1. Breast Cancer Diagnosis
For this question we will be using the BreastCancer data set from the mlbench library. To load the data into R, simply load the library, and then type: data("BreastCancer", package = "mlbench"). Once the data is loaded, we recommend removing the Id attribute, since this has no value for classification: BreastCancer$Id = NULL. Information about the data set can be found by typing
?BreastCancer into the console.
(a) Set the seed of the random number generator to 100 (set.seed(100)), and then generate a training data set of 400 data points using the sample function (the remaining 299 data points will be the test set).
(b) Create pairs plots for both the training and test data sets, colouring each point based on the
Class of the data point. Comment on any observations.
(c) Using the rpart.control(...) arguments for rpart, set the termination criteria for generating the classification tree to be the max depth of the tree. (Disable any other termination criteria;
- Generate three classification trees to classify the Class as each benign or malignant, using all the other attributes as predictor variables, varying the maxdepth termination criterion from 3 to 9 in steps of 3.
- Visualise the tree with a maximum depth of 3.
- For each tree, give the in-sample and out-of-sample confusion matrices.
- Create a table specifying the accuracy of each model, both in-sample and out-of-sample.
- Comment on and explain what you notice about the in-sample vs. out-of-sample accuracy.
(d) Set the termination criteria to be a max depth of 3 for the following question (i.e. set maxdepth=3, minsplit=1 and cp=0.)
- By modifying the loss matrix, generate four classification trees (using all of the independent attributes), which range from having no false positives to no false negatives in the training data.
- For each tree, give the in-sample and out-of-sample confusion matrices.
- On a 2D scatterplot show the sensitivity vs. specificity of each classification model, include both the in-sample and out-of-sample values in different colours. (This plot can be generated in R, Matlab or Excel.)

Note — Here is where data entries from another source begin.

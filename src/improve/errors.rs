//! Error logging and recurring-pattern detection.
//!
//! The entry point of the self-improvement loop: every logged error is
//! checked against the same category over the trailing 30 days. Three or
//! more hits raise the `pattern_detected` signal — a flag, not a new entity;
//! it is up to the caller to distill an insight from the pattern.

use rusqlite::{params, Connection, OptionalExtension};
use serde::Serialize;

use crate::error::{EngramError, Result};
use crate::improve::types::{ErrorCategory, ErrorRecord, Severity};

/// Minimum same-category errors in the window to flag a pattern.
const PATTERN_THRESHOLD: i64 = 3;
/// Trailing window for pattern detection, in days.
const PATTERN_WINDOW_DAYS: i64 = 30;

/// Result returned from log_error.
#[derive(Debug, Serialize)]
pub struct LogErrorResult {
    pub id: String,
    /// `true` when this category recurred 3+ times in the last 30 days.
    pub pattern_detected: bool,
    /// Same-category count inside the window, including this error.
    pub category_count: u32,
}

/// Append an error record, then scan for a recurring pattern in its category.
pub fn log_error(
    conn: &Connection,
    description: &str,
    category: ErrorCategory,
    severity: Severity,
    fix: Option<&str>,
    project: &str,
) -> Result<LogErrorResult> {
    if description.trim().is_empty() {
        return Err(EngramError::invalid("description", "must not be empty"));
    }

    let id = uuid::Uuid::now_v7().to_string();
    let now = chrono::Utc::now().to_rfc3339();

    conn.execute(
        "INSERT INTO error_log (id, description, category, severity, fix, project, created_at) \
         VALUES (?1, ?2, ?3, ?4, ?5, ?6, ?7)",
        params![
            id,
            description,
            category.as_str(),
            severity.as_str(),
            fix,
            project,
            now,
        ],
    )?;

    let window_start =
        (chrono::Utc::now() - chrono::Duration::days(PATTERN_WINDOW_DAYS)).to_rfc3339();
    let count: i64 = conn.query_row(
        "SELECT COUNT(*) FROM error_log WHERE category = ?1 AND created_at >= ?2",
        params![category.as_str(), window_start],
        |row| row.get(0),
    )?;

    let pattern_detected = count >= PATTERN_THRESHOLD;
    if pattern_detected {
        tracing::info!(category = %category, count, "recurring error pattern detected");
    }

    Ok(LogErrorResult {
        id,
        pattern_detected,
        category_count: count as u32,
    })
}

/// Fetch an error record by id.
pub fn get_error(conn: &Connection, id: &str) -> Result<ErrorRecord> {
    conn.query_row(
        "SELECT id, description, category, severity, fix, project, created_at \
         FROM error_log WHERE id = ?1",
        params![id],
        error_from_row,
    )
    .optional()?
    .ok_or_else(|| EngramError::not_found("error", id))
}

pub(crate) fn error_from_row(row: &rusqlite::Row<'_>) -> rusqlite::Result<ErrorRecord> {
    let category_str: String = row.get(2)?;
    let severity_str: String = row.get(3)?;
    Ok(ErrorRecord {
        id: row.get(0)?,
        description: row.get(1)?,
        category: category_str.parse().map_err(|_| rusqlite::Error::InvalidQuery)?,
        severity: severity_str.parse().map_err(|_| rusqlite::Error::InvalidQuery)?,
        fix: row.get(4)?,
        project: row.get(5)?,
        created_at: row.get(6)?,
    })
}

#[cfg(test)]
mod tests {
    use super::*;
    use crate::db;

    fn test_db() -> Connection {
        db::open_memory_database().unwrap()
    }

    #[test]
    fn first_two_errors_raise_no_pattern() {
        let conn = test_db();
        for i in 0..2 {
            let result = log_error(
                &conn,
                &format!("compose file rejected, attempt {i}"),
                ErrorCategory::ConfigError,
                Severity::Medium,
                None,
                "infra",
            )
            .unwrap();
            assert!(!result.pattern_detected);
        }
    }

    #[test]
    fn third_same_category_error_detects_pattern() {
        let conn = test_db();
        log_error(&conn, "bad yaml indent", ErrorCategory::ConfigError, Severity::Low, None, "infra").unwrap();
        log_error(&conn, "missing env var", ErrorCategory::ConfigError, Severity::Medium, None, "infra").unwrap();
        let third = log_error(
            &conn,
            "wrong port in compose file",
            ErrorCategory::ConfigError,
            Severity::Medium,
            Some("pin the port mapping"),
            "infra",
        )
        .unwrap();

        assert!(third.pattern_detected);
        assert_eq!(third.category_count, 3);
    }

    #[test]
    fn different_categories_do_not_combine() {
        let conn = test_db();
        log_error(&conn, "null deref", ErrorCategory::CodeError, Severity::High, None, "backend").unwrap();
        log_error(&conn, "off by one", ErrorCategory::LogicError, Severity::Medium, None, "backend").unwrap();
        let third = log_error(&conn, "request hung", ErrorCategory::Timeout, Severity::Low, None, "backend").unwrap();
        assert!(!third.pattern_detected);
    }

    #[test]
    fn old_errors_fall_out_of_the_window() {
        let conn = test_db();
        let old = log_error(&conn, "stale failure", ErrorCategory::ApiError, Severity::Low, None, "backend").unwrap();
        conn.execute(
            "UPDATE error_log SET created_at = ?1 WHERE id = ?2",
            params![(chrono::Utc::now() - chrono::Duration::days(45)).to_rfc3339(), old.id],
        )
        .unwrap();

        log_error(&conn, "recent failure one", ErrorCategory::ApiError, Severity::Low, None, "backend").unwrap();
        let latest = log_error(&conn, "recent failure two", ErrorCategory::ApiError, Severity::Low, None, "backend").unwrap();
        assert!(!latest.pattern_detected);
        assert_eq!(latest.category_count, 2);
    }

    #[test]
    fn empty_description_rejected() {
        let conn = test_db();
        let result = log_error(&conn, "", ErrorCategory::CodeError, Severity::Low, None, "general");
        assert!(matches!(
            result,
            Err(EngramError::InvalidArgument { field: "description", .. })
        ));
    }
}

- Comment on and explain any observations about the in-sample vs out-of-sample perfor- mance seen in the plot.
- Suppose that we are much more concerned about false negatives than false positives. Explain what this means, and then recommend which of the classification models (from above) that we should choose.
2. Character Recognition
Download the file letters.csv from Canvas and read it into R; this file contains a data set, in which each of the 20,000 data points corresponds to a digitised capital letter that is known (this is given by the lettr attribute in column 1). There are also 17 independent attributes (columns 2–18), that have been computed from the digital image of each letter (e.g. onpix, is a count of the number of pixels that are black in the image). If you are interested, further details can be found here: https://archive.ics.uci.edu/ml/datasets/Letter+Recognition.
(a) Set the seed of the random number generator to 50, and then generate a random training data set of 18000 data points using the sample function (the remaining 2000 data points will be the test set).
(b) Filter the data set to create a training set called letters.train and a test set called letters.test
(c) The question uses geom jitter() for ggplot(); this plot is just like a scatter plot, but ‘jitters’ the data so discrete values don’t overlap. Plot two jitter plots for the letters.test data set:
- xbox vs. onpix with the points coloured by lettr; and
- x2bar vs. y2bar with the points coloured by lettr.
Which of these pairs of attributes would be better for classifying the data? Explain why.
(d) Using the letters.train data set create three random forests, with ntree set to 10, 100 and 1000, to predict the lettr attribute, given the other 16 attributes. Note the following:
- set the random seed to 100 immediately before each tree is constructed, and
- report the OOB (out-of-bag / out-of-sample) estimate of error rate, for each tree.
(e) For the random forest with 1000 trees, apply the predict function to the test set.
- Create a 26 × 26 confusion matrix based on these predictions.
- Which letter is the letter P occasionally misclassified as?
- What is the accuracy of this classifier on this test set?
We now wish to see if the Na¨?ve Bayes classifier can be also be used to predict the correct letters for the same data set.
(f) Apply the Na¨?ve Bayes method to the training data set to determine the class lettr using all the other attributes.
(g) Using the predict() function determine the in-sample and out-of-sample accuracy for this method. (R will report some warnings, but you can ignore them.)
(h) Show the confusion matrix for the out-of-sample predictions, above, and discuss this in compar- ison to the corresponding confusion matrix for the random forest.